EarlyCBT is a randomised controlled multi-centre clinical trial to evaluate the efficacy and safety of early specific CBT, including stress management and problem solving strategies, with elements of mindfulness-based therapy (MBT) versus unstructured group meetings for 14 weeks each and follow-up until week 78. Participants are recruited at seven university hospitals throughout Germany, which provide in- and outpatient care (including early recognition centres) for psychiatric patients. Subjects at high risk must be 15 to 30 years old and meet the combination of specified affective symptomatology, reduction of psychosocial functioning, and family history for (schizo)affective disorders.
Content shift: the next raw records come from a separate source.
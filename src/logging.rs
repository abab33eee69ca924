// src/logging.rs
// =============================================================================
// Sets up `tracing` output for the CLI.
//
// Diagnostics (skipped URLs, failed fetches, budget reached) go to stderr so
// they never mix with the progress lines on stdout.
//
// RUST_LOG wins when set, e.g.:
//   RUST_LOG=site_harvest=debug,reqwest=warn
// =============================================================================

use tracing_subscriber::EnvFilter;

pub fn init_logging(verbose: bool) {
    let default_level = if verbose { "debug" } else { "info" };
    let filter = EnvFilter::try_from_default_env()
        .unwrap_or_else(|_| EnvFilter::new(default_level));

    // try_init: a second call (e.g. from tests) is a no-op instead of a panic
    let _ = tracing_subscriber::fmt()
        .with_env_filter(filter)
        .with_writer(std::io::stderr)
        .with_target(false)
        .compact()
        .try_init();
}
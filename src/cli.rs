// src/cli.rs
// =============================================================================
// This file defines our command-line interface using the `clap` crate.
//
// Usage:
//   site-harvest <URL> [MAX_CONCURRENCY] [MAX_PAGES] [-o FILE] [-v]
//
// The two limits are taken as plain strings on purpose: a bad value is not
// fatal, we warn and fall back to the default instead of letting clap reject
// the whole command line.
// =============================================================================

use std::path::PathBuf;

use clap::Parser;
use tracing::warn;

use crate::config::{DEFAULT_MAX_CONCURRENCY, DEFAULT_MAX_PAGES, DEFAULT_REPORT_FILE};

#[derive(Parser, Debug)]
#[command(
    name = "site-harvest",
    version,
    about = "Crawl a website and write a CSV report of its pages",
    long_about = "site-harvest crawls every page it can reach on the seed URL's host and records \
                  each page's first heading, first paragraph, outgoing links and images in a CSV report."
)]
pub struct Cli {
    /// Website URL to start from (e.g., https://example.com)
    pub url: String,

    /// Maximum number of pages fetched at the same time (default: 10)
    pub max_concurrency: Option<String>,

    /// Maximum number of pages to crawl (default: 100)
    pub max_pages: Option<String>,

    /// Where to write the CSV report
    #[arg(short, long, default_value = DEFAULT_REPORT_FILE)]
    pub output: PathBuf,

    /// Show debug output (skipped and duplicate URLs)
    #[arg(short, long)]
    pub verbose: bool,
}

impl Cli {
    pub fn max_concurrency(&self) -> usize {
        resolve_limit(self.max_concurrency.as_deref(), DEFAULT_MAX_CONCURRENCY, "Max concurrency")
    }

    pub fn max_pages(&self) -> usize {
        resolve_limit(self.max_pages.as_deref(), DEFAULT_MAX_PAGES, "Max pages")
    }
}

// Parses a positive integer, falling back to `default` with a warning
pub fn resolve_limit(raw: Option<&str>, default: usize, name: &str) -> usize {
    let Some(raw) = raw else {
        return default;
    };

    match raw.trim().parse::<usize>() {
        Ok(value) if value > 0 => value,
        _ => {
            warn!(
                "{} must be a positive number. Invalid value: {}. Using default: {}",
                name, raw, default
            );
            default
        }
    }
}
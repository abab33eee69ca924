// src/config.rs
// =============================================================================
// Crawl settings shared by the CLI and the crawler.
//
// Limits:
// - max_concurrency: how many page fetches may be in flight at once
// - max_pages: the page budget; every claimed URL counts, even if its fetch
//   fails afterwards
// =============================================================================

use std::time::Duration;

use thiserror::Error;

pub const DEFAULT_MAX_CONCURRENCY: usize = 10;
pub const DEFAULT_MAX_PAGES: usize = 100;
pub const DEFAULT_REPORT_FILE: &str = "report.csv";

#[derive(Debug, Error, PartialEq, Eq)]
pub enum ConfigError {
    #[error("Max concurrency must be greater than 0, got {0}")]
    InvalidMaxConcurrency(usize),

    #[error("Max pages must be greater than 0, got {0}")]
    InvalidMaxPages(usize),
}

#[derive(Debug, Clone)]
pub struct CrawlConfig {
    pub max_concurrency: usize,
    pub max_pages: usize,
    /// Per-request timeout handed to the HTTP client
    pub request_timeout: Duration,
    pub user_agent: String,
}

impl Default for CrawlConfig {
    fn default() -> Self {
        Self {
            max_concurrency: DEFAULT_MAX_CONCURRENCY,
            max_pages: DEFAULT_MAX_PAGES,
            request_timeout: Duration::from_secs(10),
            user_agent: format!("site-harvest/{}", env!("CARGO_PKG_VERSION")),
        }
    }
}

impl CrawlConfig {
    pub fn new(max_concurrency: usize, max_pages: usize) -> Self {
        Self {
            max_concurrency,
            max_pages,
            ..Self::default()
        }
    }

    pub fn validate(&self) -> Result<(), ConfigError> {
        if self.max_concurrency == 0 {
            return Err(ConfigError::InvalidMaxConcurrency(self.max_concurrency));
        }
        if self.max_pages == 0 {
            return Err(ConfigError::InvalidMaxPages(self.max_pages));
        }
        Ok(())
    }
}

#[cfg(test)]
mod tests {
    use super::*;

    #[test]
    fn test_defaults() {
        let config = CrawlConfig::default();
        assert_eq!(config.max_concurrency, 10);
        assert_eq!(config.max_pages, 100);
        assert!(config.validate().is_ok());
    }

    #[test]
    fn test_zero_limits_rejected() {
        assert_eq!(
            CrawlConfig::new(0, 5).validate(),
            Err(ConfigError::InvalidMaxConcurrency(0))
        );
        assert_eq!(
            CrawlConfig::new(5, 0).validate(),
            Err(ConfigError::InvalidMaxPages(0))
        );
    }
}
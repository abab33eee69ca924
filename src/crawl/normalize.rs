// src/crawl/normalize.rs
// =============================================================================
// Turns a URL into the key we use to decide "have we seen this page already?"
//
// The key is host + path, lower-cased, with one trailing slash removed:
//   https://Example.com/Docs/   ->  example.com/docs
//   http://example.com/docs     ->  example.com/docs
//
// Scheme, query string and fragment are dropped on purpose: for crawl
// purposes those all point at the same page.
// =============================================================================

use tracing::warn;
use url::Url;

// Normalizes a URL string into a deduplication key
//
// Returns an empty string when the input can't be parsed or has no host.
// Callers must treat "" as "do not crawl this".
pub fn normalize_url(url_string: &str) -> String {
    let url = match Url::parse(url_string) {
        Ok(url) => url,
        Err(e) => {
            warn!(url = url_string, error = %e, "Invalid URL");
            return String::new();
        }
    };

    normalize_parsed(&url).unwrap_or_else(|| {
        warn!(url = url_string, "Invalid URL: missing host or path");
        String::new()
    })
}

// Same as normalize_url, for a URL that is already parsed
pub fn normalize_parsed(url: &Url) -> Option<String> {
    let host = url.host_str().filter(|h| !h.is_empty())?;
    let path = url.path();
    if path.is_empty() {
        return None;
    }

    let path = path.strip_suffix('/').unwrap_or(path);
    Some(format!("{}{}", host, path).to_lowercase())
}
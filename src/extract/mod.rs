// src/extract/mod.rs
// =============================================================================
// This module turns a downloaded HTML page into a PageRecord:
// its first <h1>, its first paragraph, the links it points to and the
// images it shows.
//
// Links and image sources are resolved against the page's own URL, so
// everything stored here is absolute.
// =============================================================================

mod html;

use std::collections::BTreeSet;

pub use html::extract_page_data;

/// Everything we keep about one crawled page
///
/// BTreeSet keeps links sorted, so the report comes out the same every run.
#[derive(Debug, Clone, Default, PartialEq, Eq)]
pub struct PageRecord {
    /// The URL the page was fetched from
    pub url: String,
    /// Text of the first <h1>, empty if there is none
    pub h1: String,
    /// Text of the first <p> (preferring one inside <main>)
    pub first_paragraph: String,
    pub outgoing_links: BTreeSet<String>,
    pub image_urls: BTreeSet<String>,
}
// src/crawl/ledger.rs
// =============================================================================
// Shared record of what this crawl has claimed and what it has collected.
//
// - claimed: every normalized key a branch has reserved (fetch admitted,
//   whether or not it later succeeded)
// - pages: the PageRecord for each claimed key whose fetch succeeded
// - cancel: the crawl's stop signal, tripped when the page budget is reached
//
// One mutex guards claimed + pages. claim() is the only gate that decides
// whether a URL gets fetched, so check-and-insert must happen under one lock.
// =============================================================================

use std::collections::{HashMap, HashSet};

use parking_lot::Mutex;
use tokio_util::sync::CancellationToken;
use tracing::info;

use crate::extract::PageRecord;

/// A successful claim
#[derive(Debug, Clone, Copy, PartialEq, Eq)]
pub enum Claim {
    /// Budget left after this one
    Open,
    /// This claim used up the budget and tripped the cancellation signal
    Final,
}

#[derive(Debug, Default)]
struct LedgerState {
    claimed: HashSet<String>,
    pages: HashMap<String, PageRecord>,
}

#[derive(Debug)]
pub struct Ledger {
    state: Mutex<LedgerState>,
    max_pages: usize,
    cancel: CancellationToken,
}

impl Ledger {
    pub fn new(max_pages: usize) -> Self {
        Self {
            state: Mutex::new(LedgerState::default()),
            max_pages,
            cancel: CancellationToken::new(),
        }
    }

    // The crawl-wide cancellation signal
    //
    // Readers get their own clone; only the ledger ever calls cancel().
    pub fn cancellation(&self) -> CancellationToken {
        self.cancel.clone()
    }

    pub fn is_cancelled(&self) -> bool {
        self.cancel.is_cancelled()
    }

    // Reserves `key` for the calling branch
    //
    // Returns None without touching anything when the crawl is cancelled,
    // the key is empty or already claimed, or the budget is used up.
    // Otherwise says whether this was the claim that used up the budget:
    // the final claim still succeeds, and trips the signal as its last step
    // so nothing after it can claim.
    pub fn claim(&self, key: &str) -> Option<Claim> {
        if key.is_empty() || self.cancel.is_cancelled() {
            return None;
        }

        let mut state = self.state.lock();
        if self.cancel.is_cancelled()
            || state.claimed.len() >= self.max_pages
            || state.claimed.contains(key)
        {
            return None;
        }

        state.claimed.insert(key.to_string());
        if state.claimed.len() >= self.max_pages {
            info!(max_pages = self.max_pages, "Page budget reached, stopping crawl");
            self.cancel.cancel();
            return Some(Claim::Final);
        }
        Some(Claim::Open)
    }

    // Stores the finished page for a key this crawl has claimed
    //
    // Panics if the key was never claimed: that means two branches disagree
    // about who owns the page, and the results can't be trusted.
    pub fn record(&self, key: &str, page: PageRecord) {
        let mut state = self.state.lock();
        assert!(
            state.claimed.contains(key),
            "recorded page for unclaimed key '{}'",
            key
        );
        state.pages.insert(key.to_string(), page);
    }

    pub fn claimed_count(&self) -> usize {
        self.state.lock().claimed.len()
    }

    // Yes/no form of claim()
    #[cfg(test)]
    pub fn try_claim(&self, key: &str) -> bool {
        self.claim(key).is_some()
    }

    // Hands back everything collected, leaving the ledger empty of pages
    pub fn take_pages(&self) -> HashMap<String, PageRecord> {
        std::mem::take(&mut self.state.lock().pages)
    }
}
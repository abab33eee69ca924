// src/extract/html.rs
// =============================================================================
// Pulls the report fields out of an HTML page.
//
// We use the `scraper` crate which:
// - Parses HTML into a DOM (forgiving: broken markup still gives a tree)
// - Supports CSS selectors for finding elements
//
// We also use the `url` crate to resolve relative hrefs/srcs to absolute URLs.
//
// Nothing in here can fail: missing elements give empty fields, and hrefs
// that don't resolve are skipped.
// =============================================================================

use std::collections::BTreeSet;
use std::sync::LazyLock;

use scraper::{ElementRef, Html, Selector};
use tracing::debug;
use url::Url;

use super::PageRecord;

// Builds the PageRecord for one page
//
// Parameters:
//   html: the page body
//   page_url: where the page was fetched from (base for relative links)
pub fn extract_page_data(html: &str, page_url: &Url) -> PageRecord {
    // Parse once, query many times
    let document = Html::parse_document(html);

    PageRecord {
        url: page_url.to_string(),
        h1: first_h1(&document),
        first_paragraph: first_paragraph(&document),
        outgoing_links: collect_urls(&document, &LINKS, "href", page_url),
        image_urls: collect_urls(&document, &IMAGES, "src", page_url),
    }
}

// Parsed once per process; the CSS is constant, so parsing can't fail
static H1: LazyLock<Selector> = LazyLock::new(|| selector("h1"));
static MAIN: LazyLock<Selector> = LazyLock::new(|| selector("main"));
static P: LazyLock<Selector> = LazyLock::new(|| selector("p"));
static LINKS: LazyLock<Selector> = LazyLock::new(|| selector("a[href]"));
static IMAGES: LazyLock<Selector> = LazyLock::new(|| selector("img[src]"));

fn selector(css: &'static str) -> Selector {
    Selector::parse(css).expect("constant CSS selector")
}

fn text_of(element: ElementRef<'_>) -> String {
    element.text().collect::<String>().trim().to_string()
}

fn first_h1(document: &Html) -> String {
    document
        .select(&H1)
        .next()
        .map(text_of)
        .unwrap_or_default()
}

// Prefers the first <p> inside <main>; falls back to the first <p> anywhere
fn first_paragraph(document: &Html) -> String {
    let in_main = document
        .select(&MAIN)
        .next()
        .and_then(|main| main.select(&P).next());

    in_main
        .or_else(|| document.select(&P).next())
        .map(text_of)
        .unwrap_or_default()
}

fn collect_urls(document: &Html, selector: &Selector, attr: &str, base: &Url) -> BTreeSet<String> {
    document
        .select(selector)
        .filter_map(|element| element.value().attr(attr))
        .filter_map(|value| resolve_link(base, value))
        .collect()
}

// Resolves a link (possibly relative) to an absolute URL
fn resolve_link(base: &Url, href: &str) -> Option<String> {
    let href = href.trim();

    // Skip empty values, in-page anchors and special protocols
    if href.is_empty()
        || href.starts_with('#')
        || href.starts_with("mailto:")
        || href.starts_with("tel:")
        || href.starts_with("javascript:")
    {
        return None;
    }

    match base.join(href) {
        Ok(url) => Some(url.to_string()),
        Err(e) => {
            debug!(href, error = %e, "Skipping unresolvable link");
            None
        }
    }
}

// -----------------------------------------------------------------------------
// NOTES:
//
// 1. Why ElementRef::text()?
//    - It walks every text node under the element, like textContent in a
//      browser, so <h1>Hello <em>world</em></h1> gives "Hello world"
//
// 2. Why base.join() for everything?
//    - join() leaves absolute URLs alone and resolves relative ones, so
//      "/docs", "../about" and "https://other.com" all come out absolute
// -----------------------------------------------------------------------------

#[cfg(test)]
mod tests {
    use super::*;

    fn base() -> Url {
        Url::parse("https://blog.boot.dev/path/").unwrap()
    }

    #[test]
    fn test_h1_basic() {
        let page = extract_page_data("<html><body><h1>Test Title</h1></body></html>", &base());
        assert_eq!(page.h1, "Test Title");
    }

    #[test]
    fn test_h1_missing() {
        let page = extract_page_data("<html><body><p>no heading</p></body></html>", &base());
        assert_eq!(page.h1, "");
    }

    #[test]
    fn test_h1_first_of_many_with_nested_markup() {
        let html = "<h1>Hello <em>world</em></h1><h1>Second</h1>";
        assert_eq!(extract_page_data(html, &base()).h1, "Hello world");
    }

    #[test]
    fn test_first_paragraph_prefers_main() {
        let html = r#"
            <html><body>
                <p>Outside paragraph.</p>
                <main><p>Main paragraph.</p></main>
            </body></html>
        "#;
        assert_eq!(extract_page_data(html, &base()).first_paragraph, "Main paragraph.");
    }

    #[test]
    fn test_first_paragraph_without_main() {
        let html = "<body><p>First</p><p>Second</p></body>";
        assert_eq!(extract_page_data(html, &base()).first_paragraph, "First");
    }

    #[test]
    fn test_first_paragraph_main_without_p_falls_back() {
        let html = "<body><main><div>no p here</div></main><p>Fallback</p></body>";
        assert_eq!(extract_page_data(html, &base()).first_paragraph, "Fallback");
    }

    #[test]
    fn test_links_resolved_against_page() {
        let html = r#"
            <a href="https://www.rust-lang.org">Rust</a>
            <a href="/docs">Docs</a>
            <a href="../about">About</a>
            <a href="child">Child</a>
        "#;
        let page = extract_page_data(html, &base());
        let expected: BTreeSet<String> = [
            "https://www.rust-lang.org/",
            "https://blog.boot.dev/docs",
            "https://blog.boot.dev/about",
            "https://blog.boot.dev/path/child",
        ]
        .into_iter()
        .map(String::from)
        .collect();
        assert_eq!(page.outgoing_links, expected);
    }

    #[test]
    fn test_skip_special_links() {
        let html = r##"
            <a href="#section">Anchor</a>
            <a href="mailto:test@example.com">Email</a>
            <a href="tel:12345">Call</a>
            <a href="javascript:void(0)">JS</a>
            <a>No href</a>
        "##;
        assert!(extract_page_data(html, &base()).outgoing_links.is_empty());
    }

    #[test]
    fn test_duplicate_links_collapse() {
        let html = r#"<a href="/a">1</a><a href="/a">2</a><a href="https://blog.boot.dev/a">3</a>"#;
        assert_eq!(extract_page_data(html, &base()).outgoing_links.len(), 1);
    }

    #[test]
    fn test_images_resolved() {
        let html = r#"<img src="/logo.png" alt="Logo"><img src="https://cdn.example.com/x.jpg"><img alt="no src">"#;
        let page = extract_page_data(html, &base());
        assert!(page.image_urls.contains("https://blog.boot.dev/logo.png"));
        assert!(page.image_urls.contains("https://cdn.example.com/x.jpg"));
        assert_eq!(page.image_urls.len(), 2);
    }

    #[test]
    fn test_selectors_reused_across_pages() {
        // The shared selectors must not carry state from one page to the next
        let first = extract_page_data("<h1>One</h1><a href='/one'>1</a>", &base());
        let second = extract_page_data("<h1>Two</h1><img src='/two.png'>", &base());

        assert_eq!(first.h1, "One");
        assert!(first.image_urls.is_empty());
        assert_eq!(second.h1, "Two");
        assert!(second.outgoing_links.is_empty());
        assert!(second.image_urls.contains("https://blog.boot.dev/two.png"));
    }

    #[test]
    fn test_constant_selectors_parse() {
        for css in ["h1", "main", "p", "a[href]", "img[src]"] {
            assert!(Selector::parse(css).is_ok(), "{}", css);
        }
    }

    #[test]
    fn test_malformed_markup_does_not_fail() {
        let html = "<html><h1>Broken<p>unclosed <a href='/x'>link";
        let page = extract_page_data(html, &base());
        assert_eq!(page.url, "https://blog.boot.dev/path/");
        assert!(page.outgoing_links.contains("https://blog.boot.dev/x"));
    }
}
// src/crawl/fetch.rs
// =============================================================================
// Downloads pages for the crawler.
//
// The crawler only talks to the Fetcher trait, so tests can swap the network
// for an in-memory site. HttpFetcher is the real implementation on top of
// reqwest.
//
// A fetch succeeds only for a 2xx response whose Content-Type is HTML.
// Everything else becomes a FetchError, which the crawler logs and moves on.
//
// Aborting: the limiter drops the fetch future when the crawl is cancelled.
// Dropping a reqwest future closes the request, so no extra plumbing is
// needed here.
// =============================================================================

use std::time::Duration;

use async_trait::async_trait;
use reqwest::header::CONTENT_TYPE;
use reqwest::Client;
use thiserror::Error;
use url::Url;

use crate::config::CrawlConfig;

/// Why a page could not be fetched
#[derive(Debug, Error)]
pub enum FetchError {
    /// Request timed out
    #[error("request timed out")]
    Timeout,
    /// Could not connect (DNS failure, refused, unreachable)
    #[error("connection failed: {0}")]
    Connect(String),
    /// Any other transport-level failure
    #[error("request failed: {0}")]
    Request(String),
    /// Server answered with a non-2xx status
    #[error("HTTP {0}")]
    Status(u16),
    /// Response was not an HTML page
    #[error("not an HTML page (content-type: {0})")]
    NotHtml(String),
    /// The crawl was cancelled before the fetch finished
    #[error("cancelled")]
    Cancelled,
}

#[async_trait]
pub trait Fetcher: Send + Sync {
    // Returns the body of an HTML page
    async fn fetch(&self, url: &Url) -> Result<String, FetchError>;
}

#[derive(Debug, Clone)]
pub struct HttpFetcher {
    client: Client,
}

impl HttpFetcher {
    pub fn new(config: &CrawlConfig) -> anyhow::Result<Self> {
        // One client for the whole crawl (connection pooling)
        let client = Client::builder()
            .timeout(config.request_timeout)
            .connect_timeout(Duration::from_secs(5))
            .user_agent(config.user_agent.as_str())
            .redirect(reqwest::redirect::Policy::limited(5))
            .build()?;
        Ok(Self { client })
    }
}

#[async_trait]
impl Fetcher for HttpFetcher {
    async fn fetch(&self, url: &Url) -> Result<String, FetchError> {
        let response = self
            .client
            .get(url.clone())
            .send()
            .await
            .map_err(categorize_error)?;

        let status = response.status();
        if !status.is_success() {
            return Err(FetchError::Status(status.as_u16()));
        }

        let content_type = response
            .headers()
            .get(CONTENT_TYPE)
            .and_then(|v| v.to_str().ok())
            .unwrap_or("")
            .to_string();
        check_content_type(&content_type)?;

        response.text().await.map_err(categorize_error)
    }
}

fn check_content_type(content_type: &str) -> Result<(), FetchError> {
    if content_type.to_ascii_lowercase().contains("text/html") {
        Ok(())
    } else if content_type.is_empty() {
        Err(FetchError::NotHtml("missing".to_string()))
    } else {
        Err(FetchError::NotHtml(content_type.to_string()))
    }
}

// Sorts a reqwest error into one of our buckets
fn categorize_error(error: reqwest::Error) -> FetchError {
    if error.is_timeout() {
        FetchError::Timeout
    } else if error.is_connect() {
        FetchError::Connect(error.to_string())
    } else {
        FetchError::Request(error.to_string())
    }
}
//! universalia — HTTP server for the translator UI.
//!
//! ```text
//! API_KEY=... universalia [--port 2004] [--host 127.0.0.1] [--voice Kore]
//! ```

use clap::Parser;
use tracing::{error, info, warn};

use universalia_lib::client::GeminiClient;
use universalia_lib::playback::RodioOutput;
use universalia_lib::session::TranslatorSession;
use universalia_lib::universalia_core::types::{
    ClientConfig, DEFAULT_BASE_URL, DEFAULT_SPEECH_MODEL, DEFAULT_TRANSLATION_MODEL,
    DEFAULT_VOICE,
};

/// universalia — Chinese ⇄ Universalia translator backed by Gemini
#[derive(Parser)]
#[command(name = "universalia", version, about)]
struct Cli {
    /// Listen port
    #[arg(long, default_value = "2004")]
    port: u16,
    /// Listen host
    #[arg(long, default_value = "127.0.0.1")]
    host: String,
    /// Gemini API base URL
    #[arg(long, default_value = DEFAULT_BASE_URL)]
    base_url: String,
    /// Model used for structured translation
    #[arg(long, default_value = DEFAULT_TRANSLATION_MODEL)]
    translation_model: String,
    /// Model used for speech synthesis
    #[arg(long, default_value = DEFAULT_SPEECH_MODEL)]
    speech_model: String,
    /// Prebuilt TTS voice
    #[arg(long, default_value = DEFAULT_VOICE)]
    voice: String,
}

#[tokio::main]
async fn main() {
    tracing_subscriber::fmt()
        .with_env_filter(
            tracing_subscriber::EnvFilter::try_from_default_env()
                .unwrap_or_else(|_| "universalia=info,universalia_lib=debug".into()),
        )
        .init();

    let cli = Cli::parse();

    let config = ClientConfig {
        base_url: cli.base_url,
        translation_model: cli.translation_model,
        speech_model: cli.speech_model,
        voice: cli.voice,
        ..ClientConfig::from_env()
    };
    if config.credential().is_none() {
        warn!("API_KEY is not set; every translation will fail until it is");
    }

    let session = TranslatorSession::new(GeminiClient::new(config), RodioOutput::default());
    let app = universalia_lib::server::router(session);

    let addr = format!("{}:{}", cli.host, cli.port);
    let listener = match tokio::net::TcpListener::bind(&addr).await {
        Ok(l) => l,
        Err(e) => {
            error!("failed to bind {addr}: {e}");
            std::process::exit(1);
        }
    };
    info!("universalia listening on {addr}");

    if let Err(e) = axum::serve(listener, app).await {
        error!("server error: {e}");
        std::process::exit(1);
    }
}
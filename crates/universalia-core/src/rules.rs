//! Static rule catalog shown alongside the translator.

use crate::types::RuleDescriptor;

pub const UNIVERSALIA_RULES: &[RuleDescriptor] = &[
    RuleDescriptor {
        category: "音韵学 (Phonology)",
        title: "音形一致 (Phonemic Orthography)",
        description: "严格的一字一音。5个元音 (a, e, i, o, u)，12个辅音。所见即所读。",
        example: "'Universalia' -> /u.ni.ver.sa.li.a/",
    },
    RuleDescriptor {
        category: "音韵学 (Phonology)",
        title: "重音规则 (Stress Rule)",
        description: "重音永远落在倒数第二个音节上。",
        example: "Universalia -> [u.ni.ver.sa.'li.a]",
    },
    RuleDescriptor {
        category: "词法学 (Morphology)",
        title: "固定派生 (Fixed Derivation)",
        description: "词根不变。后缀决定词性：-o (名词), -a (形容词), -e (副词), -i (动词原形)。",
        example: "Rapid (快/根) -> Rapida (快的), Rapide (快地)",
    },
    RuleDescriptor {
        category: "句法学 (Syntax)",
        title: "SVO 语序",
        description: "严格的主语-谓语-宾语结构。",
        example: "Mi amas vin (我爱你)",
    },
    RuleDescriptor {
        category: "动词 (Verbs)",
        title: "时态标记 (Tense Markers)",
        description: "使用助词标记时间：'te' (过去/了), 'fu' (将来/会)。后缀 '-en' 表示进行时 (正在)。",
        example: "Mi te manjen (我当时正在吃)",
    },
];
Primary efficacy endpoints are differences in psychosocial functioning and defined affective symptomatology at 14 weeks between groups. Secondary endpoints include the above mentioned endpoints at 7, 24, 52 and 78 weeks and the change within groups compared to baseline; perception of, reaction to and coping with stress; and conversion to full BD.
To our knowledge, this is the first study to evaluate early specific CBT in subjects at high risk for BD. Structured diagnostic interviews are used to map the risk status and development of disease. With our study, the level of evidence for the treatment of those young patients will be significantly raised.
WHO International Clinical Trials Platform (ICTRP), identifier: DRKS00000444, date of registration: 16 June 2010.